Writer Words

Things are changing…again

I like to mix things up. Give myself new challenges. Take on new things.

So I’m changing things a little.

I know, you’re shocked by that.

In 2018, I will no longer be hosting guest authors. This was a hard decision for me to make, but it’s become obvious to me that it is time for a change. I’m not ruling out having guests in the future, and I’m not saying I won’t go back to having guests every week again. Just that for now, I’m going to stop hosting guest authors.

What does that mean I’m going to do?

Well, I’m also doing away with my Sunday column. Weekends are a time for family and fun and I decided to move my Sunday posts to Fridays. I’m going to be changing a little bit of what I post each week, but it’s all moving to Friday.

Why am I telling you?

I like to let you know what’s going on. I know some of you stop by all the time to see what I’m posting, and every post goes out on social media. I want to make sure you know what to expect from me.

For the rest of the year, things will pretty much go as usual. I’ll have a post on Sunday answering questions or talking about writing or something like that. I’ll have guests on Fridays. And on Tuesdays you’ll get sneak peeks. But when 2018 rolls in, I’ll be posting on Tuesdays and Fridays and you’ll only hear from guest authors for special circumstances.

What do you think? Any questions for me? I’d love to know your thoughts!

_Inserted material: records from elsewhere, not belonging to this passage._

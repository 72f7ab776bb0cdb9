//! Lead Audit LLM
//!
//! Client for the external generative-text service. One client backs two
//! collaborators of the classification engine:
//! - `RuleLookup`: grounded web search for a country's numbering plan
//! - `NarrativeGenerator`: executive summary of a classified batch

pub mod client;
pub mod parse;
pub mod prompts;
pub mod wire;

pub use client::{GeminiClient, GeminiConfig};
pub use parse::{extract_explanation, extract_pattern, parse_lookup_response};
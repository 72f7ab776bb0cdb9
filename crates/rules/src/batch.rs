//! Batch Processor
//!
//! One batch = one country selection + one record set. The rule is resolved
//! once (the only await point), then every record is classified with that
//! single effective rule and the stats are folded from the results.

use lead_audit_core::{
    AnalysisStats, CountryRule, PhoneFormatSearchResult, ProcessedLead, RawLead, RecordSource,
    Result,
};

use crate::classifier::LeadClassifier;
use crate::resolver::{DynamicRuleResolver, ResolvedRule};

/// Everything produced by one batch run
#[derive(Debug, Clone)]
pub struct BatchOutcome {
    pub leads: Vec<ProcessedLead>,
    pub stats: AnalysisStats,
    pub search_metadata: Option<PhoneFormatSearchResult>,
    /// Rule every lead of the batch was classified with
    pub effective_rule: CountryRule,
}

impl BatchOutcome {
    /// Up to `limit` special/invalid leads, in input order
    pub fn problematic_sample(&self, limit: usize) -> Vec<ProcessedLead> {
        self.leads
            .iter()
            .filter(|lead| lead.is_problematic())
            .take(limit)
            .cloned()
            .collect()
    }
}

/// Resolves, classifies and aggregates a batch
pub struct BatchProcessor {
    resolver: DynamicRuleResolver,
    classifier: LeadClassifier,
}

impl BatchProcessor {
    pub fn new(resolver: DynamicRuleResolver, classifier: LeadClassifier) -> Self {
        Self {
            resolver,
            classifier,
        }
    }

    pub fn classifier(&self) -> &LeadClassifier {
        &self.classifier
    }

    /// Process an in-memory record set for one country
    pub async fn run(&self, records: &[RawLead], country: &CountryRule) -> BatchOutcome {
        let ResolvedRule {
            rule,
            search_metadata,
        } = self.resolver.resolve(country).await;

        let outcome = self.classify_all(records, rule, search_metadata);

        tracing::info!(
            country = %country.name(),
            dynamic_rule = outcome.search_metadata.is_some(),
            total = outcome.stats.total,
            recoverable = outcome.stats.recoverable_count,
            invalid = outcome.stats.invalid_count,
            special = outcome.stats.special_count,
            "Batch classified"
        );

        outcome
    }

    /// Load records from a source, then process them. A source failure is
    /// the only way this returns an error, and nothing partial is produced.
    pub async fn run_from_source(
        &self,
        source: &dyn RecordSource,
        country: &CountryRule,
    ) -> Result<BatchOutcome> {
        let records = source.load().await.map_err(|e| {
            tracing::error!(source = %source.describe(), error = %e, "Failed to load records");
            e
        })?;

        tracing::debug!(
            source = %source.describe(),
            records = records.len(),
            "Records loaded"
        );

        Ok(self.run(&records, country).await)
    }

    fn classify_all(
        &self,
        records: &[RawLead],
        rule: CountryRule,
        search_metadata: Option<PhoneFormatSearchResult>,
    ) -> BatchOutcome {
        let leads: Vec<ProcessedLead> = records
            .iter()
            .filter(|raw| {
                let usable = raw.has_usable_phone();
                if !usable {
                    tracing::debug!(id = %raw.id, "Skipping record without a usable phone");
                }
                usable
            })
            .map(|raw| self.classifier.process(raw, &rule))
            .collect();

        let stats = AnalysisStats::from_leads(&leads);

        BatchOutcome {
            leads,
            stats,
            search_metadata,
            effective_rule: rule,
        }
    }
}

#[cfg(test)]
mod tests {
    use super::*;
    use crate::CountryRuleRegistry;
    use lead_audit_core::LeadStatus;

    fn records() -> Vec<RawLead> {
        vec![
            RawLead::new("1", "3123456789"),
            RawLead::new("2", "123"),
            RawLead::new("3", "312 345 6789").with_notes("buzón de voz"),
            RawLead::new("4", "3123456789").with_notes("no existe el número"),
            RawLead::new("5", "3123456789").with_notes("persona equivocada"),
            RawLead::new("6", "--"),
        ]
    }

    #[tokio::test]
    async fn test_run_static_batch() {
        let processor =
            BatchProcessor::new(DynamicRuleResolver::disabled(), LeadClassifier::default());
        let colombia = CountryRuleRegistry::new().lookup("Colombia").unwrap();

        let outcome = processor.run(&records(), &colombia).await;

        assert_eq!(outcome.leads.len(), 5);
        assert_eq!(outcome.stats.total, 5);
        assert_eq!(outcome.stats.recoverable_count, 2);
        assert_eq!(outcome.stats.invalid_count, 2);
        assert_eq!(outcome.stats.special_count, 1);
        assert_eq!(outcome.stats.valid_count, 3);
        assert!(outcome.search_metadata.is_none());
        assert_eq!(outcome.effective_rule, colombia);
    }

    #[tokio::test]
    async fn test_problematic_sample() {
        let processor =
            BatchProcessor::new(DynamicRuleResolver::disabled(), LeadClassifier::default());
        let colombia = CountryRuleRegistry::new().lookup("CO").unwrap();
        let outcome = processor.run(&records(), &colombia).await;

        let sample = outcome.problematic_sample(20);
        let ids: Vec<&str> = sample.iter().map(|l| l.id.as_str()).collect();
        assert_eq!(ids, vec!["2", "4", "5"]);
        assert!(sample
            .iter()
            .all(|l| matches!(l.status, LeadStatus::Invalid | LeadStatus::Special)));

        assert_eq!(outcome.problematic_sample(1).len(), 1);
    }

    #[tokio::test]
    async fn test_empty_batch() {
        let processor =
            BatchProcessor::new(DynamicRuleResolver::disabled(), LeadClassifier::default());
        let chile = CountryRuleRegistry::new().lookup("CL").unwrap();
        let outcome = processor.run(&[], &chile).await;
        assert!(outcome.leads.is_empty());
        assert!(outcome.stats.is_empty());
    }
}
//! Agent-note keyword vocabularies
//!
//! The classifier receives a `KeywordTables` value explicitly. Matching is a
//! plain substring test over lowercased notes, so every keyword is stored
//! lowercased.

use serde::{Deserialize, Serialize};

/// Version tag of the built-in vocabulary
pub const DEFAULT_VERSION: &str = "v1";

/// "Line does not exist / out of service / not a subscriber"
pub const OPERATOR_DENIAL_V1: &[&str] = &[
    "no existe",
    "fuera de servicio",
    "no es abonado",
    "número no válido",
    "numero no valido",
    "incompleto",
    "errado",
    "no corresponde",
    "imposible conectar",
    "linea muerta",
    "no en servicio",
    "no habilitado",
    "suspendido",
];

/// "Voicemail / busy / no answer"
pub const VOICEMAIL_BUSY_V1: &[&str] = &[
    "buzón",
    "buzon",
    "ocupado",
    "no contesta",
    "sin respuesta",
    "contestadora",
    "llamada perdida",
    "no atiende",
    "timbra",
    "cuelga",
    "apagar",
    "apagado",
];

/// "Wrong person / doesn't live there / not the company / never asked"
pub const WRONG_PARTY_V1: &[&str] = &[
    "equivocado",
    "no conoce",
    "no es la persona",
    "no vive ahí",
    "no vive ahi",
    "no trabaja",
    "baja",
    "ya no pertenece",
    "error registro",
    "no es la empresa",
    "no titular",
    "desconoce",
    "no solicitó",
    "no solicito",
    "equivocada",
];

/// Versioned keyword vocabulary consumed by the classifier
#[derive(Debug, Clone, PartialEq, Eq, Serialize, Deserialize)]
#[serde(default)]
pub struct KeywordTables {
    pub version: String,
    pub operator_denial: Vec<String>,
    pub wrong_party: Vec<String>,
    pub voicemail_busy: Vec<String>,
}

impl Default for KeywordTables {
    fn default() -> Self {
        Self::v1()
    }
}

impl KeywordTables {
    /// Built-in vocabulary
    pub fn v1() -> Self {
        Self {
            version: DEFAULT_VERSION.to_string(),
            operator_denial: to_owned(OPERATOR_DENIAL_V1),
            wrong_party: to_owned(WRONG_PARTY_V1),
            voicemail_busy: to_owned(VOICEMAIL_BUSY_V1),
        }
    }

    /// Custom vocabulary. Keywords are lowercased and blanks dropped.
    pub fn new(
        version: impl Into<String>,
        operator_denial: Vec<String>,
        wrong_party: Vec<String>,
        voicemail_busy: Vec<String>,
    ) -> Self {
        Self {
            version: version.into(),
            operator_denial,
            wrong_party,
            voicemail_busy,
        }
        .normalized()
    }

    /// Lowercase every keyword and drop empty ones. An empty keyword would
    /// match every note.
    pub fn normalized(mut self) -> Self {
        for list in [
            &mut self.operator_denial,
            &mut self.wrong_party,
            &mut self.voicemail_busy,
        ] {
            *list = list
                .iter()
                .map(|k| k.trim().to_lowercase())
                .filter(|k| !k.is_empty())
                .collect();
        }
        self
    }

    pub fn mentions_operator_denial(&self, notes_lower: &str) -> bool {
        contains_any(notes_lower, &self.operator_denial)
    }

    pub fn mentions_wrong_party(&self, notes_lower: &str) -> bool {
        contains_any(notes_lower, &self.wrong_party)
    }

    pub fn mentions_voicemail_busy(&self, notes_lower: &str) -> bool {
        contains_any(notes_lower, &self.voicemail_busy)
    }
}

fn to_owned(words: &[&str]) -> Vec<String> {
    words.iter().map(|w| w.to_string()).collect()
}

fn contains_any(haystack: &str, keywords: &[String]) -> bool {
    keywords.iter().any(|k| haystack.contains(k.as_str()))
}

Writing Tips: Character Flaws

Last week I talked about liking your characters and how if you care what happens to them, your readers will care also. This week, we need to talk about the things you don’t like about your characters. Their flaws that make them real.

Think of yourself. You have good qualities and qualities you wish you could change. Same with your significant other, your best friend, and your kids. We all have characteristics that make us who we are, good and not so good.

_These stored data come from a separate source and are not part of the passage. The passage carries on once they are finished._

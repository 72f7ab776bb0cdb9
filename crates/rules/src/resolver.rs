//! Dynamic Rule Resolver
//!
//! Tries to replace a static country pattern with one discovered by an
//! external lookup. The candidate is untrusted text: it is compiled before
//! adoption, and every failure path (service error, timeout, no candidate,
//! malformed pattern) ends with the static rule. `resolve` never fails.

use lead_audit_config::{constants, LookupSettings};
use lead_audit_core::{CountryRule, PhoneFormatSearchResult, RuleLookup};
use regex::Regex;
use std::sync::Arc;
use std::time::Duration;

/// Effective rule for one batch plus the lookup metadata that produced it
#[derive(Debug, Clone, PartialEq)]
pub struct ResolvedRule {
    pub rule: CountryRule,
    /// Present only when a live candidate was adopted
    pub search_metadata: Option<PhoneFormatSearchResult>,
}

impl ResolvedRule {
    fn fallback(rule: &CountryRule) -> Self {
        Self {
            rule: rule.clone(),
            search_metadata: None,
        }
    }

    /// Whether the rule came from the live lookup
    pub fn is_dynamic(&self) -> bool {
        self.search_metadata.is_some()
    }
}

/// Resolver configuration
#[derive(Debug, Clone)]
pub struct ResolverConfig {
    /// Upper bound on the lookup call
    pub timeout: Duration,
    /// Source citations kept from a lookup
    pub max_sources: usize,
}

impl Default for ResolverConfig {
    fn default() -> Self {
        Self {
            timeout: Duration::from_millis(constants::timeouts::LOOKUP_MS),
            max_sources: constants::lookup::MAX_SOURCES,
        }
    }
}

impl From<&LookupSettings> for ResolverConfig {
    fn from(settings: &LookupSettings) -> Self {
        Self {
            timeout: settings.timeout(),
            max_sources: settings.max_sources,
        }
    }
}

/// Resolves the effective rule for a batch
pub struct DynamicRuleResolver {
    lookup: Option<Arc<dyn RuleLookup>>,
    config: ResolverConfig,
}

impl DynamicRuleResolver {
    pub fn new(lookup: Arc<dyn RuleLookup>, config: ResolverConfig) -> Self {
        Self {
            lookup: Some(lookup),
            config,
        }
    }

    /// Resolver that always keeps the static rule
    pub fn disabled() -> Self {
        Self {
            lookup: None,
            config: ResolverConfig::default(),
        }
    }

    pub fn is_enabled(&self) -> bool {
        self.lookup.is_some()
    }

    /// Effective rule for `static_rule`'s country
    pub async fn resolve(&self, static_rule: &CountryRule) -> ResolvedRule {
        let Some(lookup) = &self.lookup else {
            return ResolvedRule::fallback(static_rule);
        };

        let country = static_rule.name();
        let result =
            match tokio::time::timeout(self.config.timeout, lookup.lookup(country)).await {
                Ok(Ok(Some(result))) => result,
                Ok(Ok(None)) => {
                    tracing::warn!(
                        country = %country,
                        lookup = lookup.name(),
                        "Lookup returned no candidate, using static rule"
                    );
                    return ResolvedRule::fallback(static_rule);
                }
                Ok(Err(e)) => {
                    tracing::warn!(
                        country = %country,
                        lookup = lookup.name(),
                        error = %e,
                        "Lookup failed, using static rule"
                    );
                    return ResolvedRule::fallback(static_rule);
                }
                Err(_) => {
                    tracing::warn!(
                        country = %country,
                        lookup = lookup.name(),
                        timeout_ms = self.config.timeout.as_millis() as u64,
                        "Lookup timed out, using static rule"
                    );
                    return ResolvedRule::fallback(static_rule);
                }
            };

        self.adopt(static_rule, result)
    }

    /// Validate-before-adopt gate for a lookup candidate
    fn adopt(&self, static_rule: &CountryRule, mut result: PhoneFormatSearchResult) -> ResolvedRule {
        let candidate = result.regex_string.trim().to_string();
        if candidate.is_empty() {
            tracing::warn!(
                country = %static_rule.name(),
                "Empty candidate pattern, using static rule"
            );
            return ResolvedRule::fallback(static_rule);
        }

        let pattern = match Regex::new(&candidate) {
            Ok(pattern) => pattern,
            Err(e) => {
                tracing::warn!(
                    country = %static_rule.name(),
                    candidate = %candidate,
                    error = %e,
                    "Lookup returned an invalid pattern, using static rule"
                );
                return ResolvedRule::fallback(static_rule);
            }
        };

        let example = format!(
            "{} {}",
            static_rule.example(),
            constants::lookup::VERIFIED_EXAMPLE_SUFFIX
        );
        result.sources.truncate(self.config.max_sources);

        tracing::info!(
            country = %static_rule.name(),
            pattern = %candidate,
            sources = result.sources.len(),
            "Adopted verified pattern"
        );
        result.regex_string = candidate;

        ResolvedRule {
            rule: static_rule.with_pattern(pattern, example),
            search_metadata: Some(result),
        }
    }
}
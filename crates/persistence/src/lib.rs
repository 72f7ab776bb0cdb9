//! File-backed collaborators for the lead audit
//!
//! - `JsonTableSource`: lead records from a JSON table export
//! - `JsonReportWriter`: the six-section audit report as a dated JSON file

pub mod records;
pub mod report;

pub use records::{ColumnMap, JsonTableSource};
pub use report::{
    AuditReport, ContactabilityRow, Findings, InvalidRow, JsonReportWriter, RecontactList,
    RecontactRow, SpecialRow, SummaryRow,
};
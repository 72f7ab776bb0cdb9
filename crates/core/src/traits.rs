//! Collaborator Traits
//!
//! Narrow boundaries between the classification engine and the outside
//! world. Implementations live in the llm and persistence crates; tests
//! provide hand-written mocks.

use async_trait::async_trait;
use std::path::PathBuf;

use crate::{AnalysisStats, PhoneFormatSearchResult, ProcessedLead, RawLead, Result};

/// Supplies the raw records of one batch
#[async_trait]
pub trait RecordSource: Send + Sync {
    /// Load every record. Records without a usable phone must already be
    /// dropped. An error here is the only batch-fatal condition.
    async fn load(&self) -> Result<Vec<RawLead>>;

    /// Short description for logs (file name, table name)
    fn describe(&self) -> String;
}

/// External lookup of a country's current numbering plan
#[async_trait]
pub trait RuleLookup: Send + Sync {
    /// Returns `None` when the service answered without a usable candidate.
    /// The candidate pattern text is untrusted.
    async fn lookup(&self, country_name: &str) -> Result<Option<PhoneFormatSearchResult>>;

    fn name(&self) -> &str;
}

/// External generator of the executive narrative
#[async_trait]
pub trait NarrativeGenerator: Send + Sync {
    /// `sample` holds at most a bounded number of special/invalid leads
    async fn generate(
        &self,
        stats: &AnalysisStats,
        country_name: &str,
        sample: &[ProcessedLead],
    ) -> Result<String>;
}

/// Persists the multi-section audit report
#[async_trait]
pub trait ReportWriter: Send + Sync {
    /// Returns the location of the written report
    async fn write(
        &self,
        leads: &[ProcessedLead],
        stats: &AnalysisStats,
        narrative: &str,
        country_name: &str,
    ) -> Result<PathBuf>;
}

Why do your characters have to have traits that are less than desirable? Why should they have a flaw? Or a few?

None of us are perfect. No matter how much we’d like to be, we have flaws. Giving your characters flaws makes them feel more real. And if they’re real, they’re relatable. The key is finding the right flaw so your characters stay on the right side of the line between relatable and too stupid to live.

So what’s the right flaw?

What do you think about the alpha male who has a soft spot for his mom?

Or the kick-ass tattoo artist with a blind cat at home.

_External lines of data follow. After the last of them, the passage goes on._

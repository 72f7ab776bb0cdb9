//! Aggregate statistics over a classified batch

use serde::{Deserialize, Serialize};

use crate::lead::{LeadStatus, ProcessedLead};

/// Counts per status over a batch of processed leads.
///
/// Always derived from the leads; built as a fold so the order in which
/// leads are visited does not matter.
#[derive(Debug, Clone, Copy, Default, PartialEq, Eq, Serialize, Deserialize)]
pub struct AnalysisStats {
    pub total: usize,
    pub valid_count: usize,
    pub invalid_count: usize,
    pub special_count: usize,
    pub recoverable_count: usize,
    pub unknown_count: usize,
}

impl AnalysisStats {
    pub fn from_leads<'a, I>(leads: I) -> Self
    where
        I: IntoIterator<Item = &'a ProcessedLead>,
    {
        leads
            .into_iter()
            .fold(Self::default(), |acc, lead| acc.merge(&Self::of_lead(lead)))
    }

    /// Stats for a single lead
    pub fn of_lead(lead: &ProcessedLead) -> Self {
        let mut stats = Self {
            total: 1,
            valid_count: usize::from(lead.is_valid_format),
            ..Self::default()
        };
        match lead.status {
            LeadStatus::Contactability => stats.recoverable_count = 1,
            LeadStatus::Invalid => stats.invalid_count = 1,
            LeadStatus::Special => stats.special_count = 1,
            LeadStatus::Unknown => stats.unknown_count = 1,
        }
        stats
    }

    /// Combine two partial results. Associative and commutative.
    pub fn merge(&self, other: &Self) -> Self {
        Self {
            total: self.total + other.total,
            valid_count: self.valid_count + other.valid_count,
            invalid_count: self.invalid_count + other.invalid_count,
            special_count: self.special_count + other.special_count,
            recoverable_count: self.recoverable_count + other.recoverable_count,
            unknown_count: self.unknown_count + other.unknown_count,
        }
    }

    pub fn count_for(&self, status: LeadStatus) -> usize {
        match status {
            LeadStatus::Contactability => self.recoverable_count,
            LeadStatus::Invalid => self.invalid_count,
            LeadStatus::Special => self.special_count,
            LeadStatus::Unknown => self.unknown_count,
        }
    }

    /// Percentage of the total, 0.0 for an empty batch
    pub fn share(&self, count: usize) -> f64 {
        if self.total == 0 {
            return 0.0;
        }
        count as f64 * 100.0 / self.total as f64
    }

    pub fn is_empty(&self) -> bool {
        self.total == 0
    }
}
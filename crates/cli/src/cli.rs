use clap::{Parser, Subcommand};
use std::path::PathBuf;

#[derive(Parser, Debug)]
#[command(
    name = "lead-audit",
    version,
    about = "Audit leads tagged as wrong numbers and find the recoverable ones"
)]
pub struct Cli {
    #[arg(long, global = true, help = "Output machine-readable JSON")]
    pub json: bool,
    #[arg(
        long,
        global = true,
        help = "Settings file (toml, yaml or json); LEAD_AUDIT__* variables override it"
    )]
    pub config: Option<PathBuf>,
    #[command(subcommand)]
    pub command: Commands,
}

#[derive(Subcommand, Debug)]
pub enum Commands {
    /// List the supported countries and their numbering rules
    Countries,
    /// Classify a single phone number against a country's static rule
    Classify {
        #[arg(long, help = "Country name or code, e.g. Colombia or CO")]
        country: String,
        #[arg(long)]
        phone: String,
        #[arg(long, default_value = "")]
        notes: String,
        #[arg(long, default_value_t = 0)]
        attempts: u32,
    },
    /// Audit a lead table and write the report
    Audit {
        #[arg(long, help = "Country name or code, e.g. Colombia or CO")]
        country: String,
        #[arg(long, help = "JSON table export of the leads")]
        input: PathBuf,
        #[arg(long, default_value_t = false, help = "Skip the live numbering-plan lookup")]
        no_lookup: bool,
        #[arg(long, default_value_t = false, help = "Skip the generated narrative")]
        no_narrative: bool,
        #[arg(long)]
        output_dir: Option<PathBuf>,
    },
}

Or you could go with a billionaire who anonymously donates to a children’s center.

Do you see where I’m going with this?

What are the defining elements of your character? Is he a cocky asshole? Or a quiet guy who keeps to himself? Or is she a confident new business owner? Or uneasy about where her life is going because she just got fired?

With each of these characters, balance their strength with a weakness. The cocky asshole had an abusive dad and volunteers at a homeless shelter for women and children to help the kids learn not all men are bad. The guy who keeps to himself is a rock star in private and sings to thousands of people. The new business owner is a disorganized mess. And the woman who just got fired plays roller hockey on the weekends with a name like Punky Bruiser.

The most effective character flaws are not really flaws. They feel like flaws to the main character, but they’re really just new layers to the character that helps make them who they are. Do you see how each of the traits were toned down by the opposite trait? How something that might make them hard to relate to is offset by something that makes them very approachable. Or how someone who seems very down to earth is given a complexity by something they’re hiding.

Think of your favorite characters. What about them did you love? What made you connect with them? Share in the comments below!

If you have a question, about writing or anything else, send me an email (mary (at) maryethompson (dot) com) with Q&A in the subject, or post it in the comments below, and I’ll answer your question right here on the blog!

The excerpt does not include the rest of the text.